* Exercise inputs
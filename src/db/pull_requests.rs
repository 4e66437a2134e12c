//! Database queries for pull requests and their reviewer links.

use crate::db::constraint::{map_write_error, storage_error, Constraint};
use crate::db::transaction::{finish_savepoint, savepoint};
use crate::error::{AppError, ConflictReason, Resource};
use crate::models::{NewPullRequest, PullRequest, PullRequestRow, PullRequestStatus};
use sqlx::SqliteConnection;

/// Pull request columns plus the reviewer ids as a JSON array.
const SELECT_PULL_REQUEST: &str = r#"
    SELECT pr.pull_request_id, pr.pull_request_name, pr.author_id, pr.status,
           pr.created_at, pr.merged_at,
           (SELECT json_group_array(r.reviewer_id)
              FROM pull_request_reviewers r
             WHERE r.pull_request_id = pr.pull_request_id) AS reviewers
    FROM pull_requests pr
"#;

fn into_models(rows: Vec<PullRequestRow>) -> Result<Vec<PullRequest>, AppError> {
    rows.into_iter().map(PullRequest::try_from).collect()
}

/// Insert an open pull request and its reviewer links as one unit.
///
/// Either every row is written or none is.
pub async fn create_with_reviewers(
    conn: &mut SqliteConnection,
    pull_request: &NewPullRequest,
    reviewer_ids: &[String],
) -> Result<(), AppError> {
    savepoint(conn, "create_pull_request").await?;
    let result = insert_with_reviewers(conn, pull_request, reviewer_ids).await;
    finish_savepoint(conn, "create_pull_request", result).await
}

async fn insert_with_reviewers(
    conn: &mut SqliteConnection,
    pull_request: &NewPullRequest,
    reviewer_ids: &[String],
) -> Result<(), AppError> {
    let id = pull_request.pull_request_id.as_str();

    sqlx::query(
        r#"
        INSERT INTO pull_requests
            (pull_request_id, pull_request_name, author_id, status, created_at, merged_at)
        VALUES (?, ?, ?, ?, ?, NULL)
        "#,
    )
    .bind(id)
    .bind(&pull_request.pull_request_name)
    .bind(&pull_request.author_id)
    .bind(PullRequestStatus::Open.as_str())
    .bind(pull_request.created_at)
    .execute(&mut *conn)
    .await
    .map_err(|e| {
        map_write_error("pull_requests.create", id, e, |constraint| match constraint {
            Constraint::Unique => Some(AppError::already_exists(Resource::PullRequest, id)),
            Constraint::ForeignKey => Some(AppError::not_found(
                Resource::User,
                pull_request.author_id.as_str(),
            )),
            Constraint::Check => None,
        })
    })?;

    for reviewer_id in reviewer_ids {
        insert_reviewer(conn, id, reviewer_id, pull_request.created_at)
            .await
            .map_err(|e| {
                map_write_error("pull_requests.add_reviewer", id, e, |constraint| {
                    match constraint {
                        Constraint::ForeignKey => {
                            Some(AppError::not_found(Resource::User, reviewer_id.as_str()))
                        }
                        _ => None,
                    }
                })
            })?;
    }

    Ok(())
}

async fn insert_reviewer(
    conn: &mut SqliteConnection,
    pull_request_id: &str,
    reviewer_id: &str,
    assigned_at: i64,
) -> Result<(), sqlx::Error> {
    sqlx::query(
        "INSERT INTO pull_request_reviewers (pull_request_id, reviewer_id, assigned_at) VALUES (?, ?, ?)",
    )
    .bind(pull_request_id)
    .bind(reviewer_id)
    .bind(assigned_at)
    .execute(&mut *conn)
    .await?;
    Ok(())
}

/// Get a pull request with its reviewers.
pub async fn get_by_id(
    conn: &mut SqliteConnection,
    pull_request_id: &str,
) -> Result<PullRequest, AppError> {
    let sql = format!("{} WHERE pr.pull_request_id = ?", SELECT_PULL_REQUEST);

    let row = sqlx::query_as::<_, PullRequestRow>(&sql)
        .bind(pull_request_id)
        .fetch_optional(&mut *conn)
        .await
        .map_err(|e| storage_error("pull_requests.get_by_id", pull_request_id, e))?
        .ok_or_else(|| AppError::not_found(Resource::PullRequest, pull_request_id))?;

    PullRequest::try_from(row)
}

pub async fn exists(conn: &mut SqliteConnection, pull_request_id: &str) -> Result<bool, AppError> {
    sqlx::query_scalar("SELECT EXISTS(SELECT 1 FROM pull_requests WHERE pull_request_id = ?)")
        .bind(pull_request_id)
        .fetch_one(&mut *conn)
        .await
        .map_err(|e| storage_error("pull_requests.exists", pull_request_id, e))
}

/// Move a pull request to `status`, stamping `changed_at` as the merge time
/// when the new status is `Merged`.
///
/// The write is conditional on the status actually changing; zero affected
/// rows is reported as `NotFound`.
pub async fn update_status(
    conn: &mut SqliteConnection,
    pull_request_id: &str,
    status: PullRequestStatus,
    changed_at: i64,
) -> Result<(), AppError> {
    let merged_at = match status {
        PullRequestStatus::Merged => Some(changed_at),
        PullRequestStatus::Open => None,
    };

    let result = sqlx::query(
        r#"
        UPDATE pull_requests
        SET status = ?, merged_at = ?
        WHERE pull_request_id = ? AND status <> ?
        "#,
    )
    .bind(status.as_str())
    .bind(merged_at)
    .bind(pull_request_id)
    .bind(status.as_str())
    .execute(&mut *conn)
    .await
    .map_err(|e| storage_error("pull_requests.update_status", pull_request_id, e))?;

    if result.rows_affected() == 0 {
        return Err(AppError::not_found(Resource::PullRequest, pull_request_id));
    }

    log::debug!("[db] pull request '{}' now {}", pull_request_id, status);
    Ok(())
}

/// Swap reviewer `old_reviewer_id` for `new_reviewer_id` on one pull request.
///
/// The delete is conditional: if `old_reviewer_id` is no longer assigned the
/// call fails with `Conflict(NotAssigned)` and nothing is written.
pub async fn replace_reviewer(
    conn: &mut SqliteConnection,
    pull_request_id: &str,
    old_reviewer_id: &str,
    new_reviewer_id: &str,
    assigned_at: i64,
) -> Result<(), AppError> {
    savepoint(conn, "replace_reviewer").await?;
    let result = swap_reviewer(
        conn,
        pull_request_id,
        old_reviewer_id,
        new_reviewer_id,
        assigned_at,
    )
    .await;
    finish_savepoint(conn, "replace_reviewer", result).await
}

async fn swap_reviewer(
    conn: &mut SqliteConnection,
    pull_request_id: &str,
    old_reviewer_id: &str,
    new_reviewer_id: &str,
    assigned_at: i64,
) -> Result<(), AppError> {
    let removed = sqlx::query(
        "DELETE FROM pull_request_reviewers WHERE pull_request_id = ? AND reviewer_id = ?",
    )
    .bind(pull_request_id)
    .bind(old_reviewer_id)
    .execute(&mut *conn)
    .await
    .map_err(|e| storage_error("pull_requests.remove_reviewer", pull_request_id, e))?;

    if removed.rows_affected() == 0 {
        return Err(AppError::conflict_with_detail(
            ConflictReason::NotAssigned,
            format!(
                "'{}' is not assigned to '{}'",
                old_reviewer_id, pull_request_id
            ),
        ));
    }

    insert_reviewer(conn, pull_request_id, new_reviewer_id, assigned_at)
        .await
        .map_err(|e| {
            map_write_error(
                "pull_requests.add_reviewer",
                pull_request_id,
                e,
                |constraint| match constraint {
                    // Someone else assigned the candidate in the meantime
                    Constraint::Unique => Some(AppError::conflict(ConflictReason::NoCandidate)),
                    Constraint::ForeignKey => {
                        Some(AppError::not_found(Resource::User, new_reviewer_id))
                    }
                    Constraint::Check => None,
                },
            )
        })
}

/// Pull requests (any status) that `reviewer_id` is assigned to, newest first.
pub async fn get_by_reviewer(
    conn: &mut SqliteConnection,
    reviewer_id: &str,
) -> Result<Vec<PullRequest>, AppError> {
    let sql = format!(
        r#"{}
        WHERE pr.pull_request_id IN (
            SELECT pull_request_id FROM pull_request_reviewers WHERE reviewer_id = ?
        )
        ORDER BY pr.created_at DESC, pr.pull_request_id"#,
        SELECT_PULL_REQUEST
    );

    let rows = sqlx::query_as::<_, PullRequestRow>(&sql)
        .bind(reviewer_id)
        .fetch_all(&mut *conn)
        .await
        .map_err(|e| storage_error("pull_requests.get_by_reviewer", reviewer_id, e))?;

    into_models(rows)
}

/// Every pull request, ordered by id.
pub async fn get_all(conn: &mut SqliteConnection) -> Result<Vec<PullRequest>, AppError> {
    let sql = format!("{} ORDER BY pr.pull_request_id", SELECT_PULL_REQUEST);

    let rows = sqlx::query_as::<_, PullRequestRow>(&sql)
        .fetch_all(&mut *conn)
        .await
        .map_err(|e| storage_error("pull_requests.get_all", "*", e))?;

    into_models(rows)
}

/// Number of reviewer links per reviewer, ordered by reviewer id.
pub async fn count_by_reviewer(conn: &mut SqliteConnection) -> Result<Vec<(String, i64)>, AppError> {
    sqlx::query_as::<_, (String, i64)>(
        r#"
        SELECT reviewer_id, COUNT(*)
        FROM pull_request_reviewers
        GROUP BY reviewer_id
        ORDER BY reviewer_id
        "#,
    )
    .fetch_all(&mut *conn)
    .await
    .map_err(|e| storage_error("pull_requests.count_by_reviewer", "*", e))
}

* Work task
Return every line above where "conditional" appears.

* Answer space
/// The write is conditional on the status actually changing; zero affected
/// The delete is conditional: if `old_reviewer_id` is no longer assigned the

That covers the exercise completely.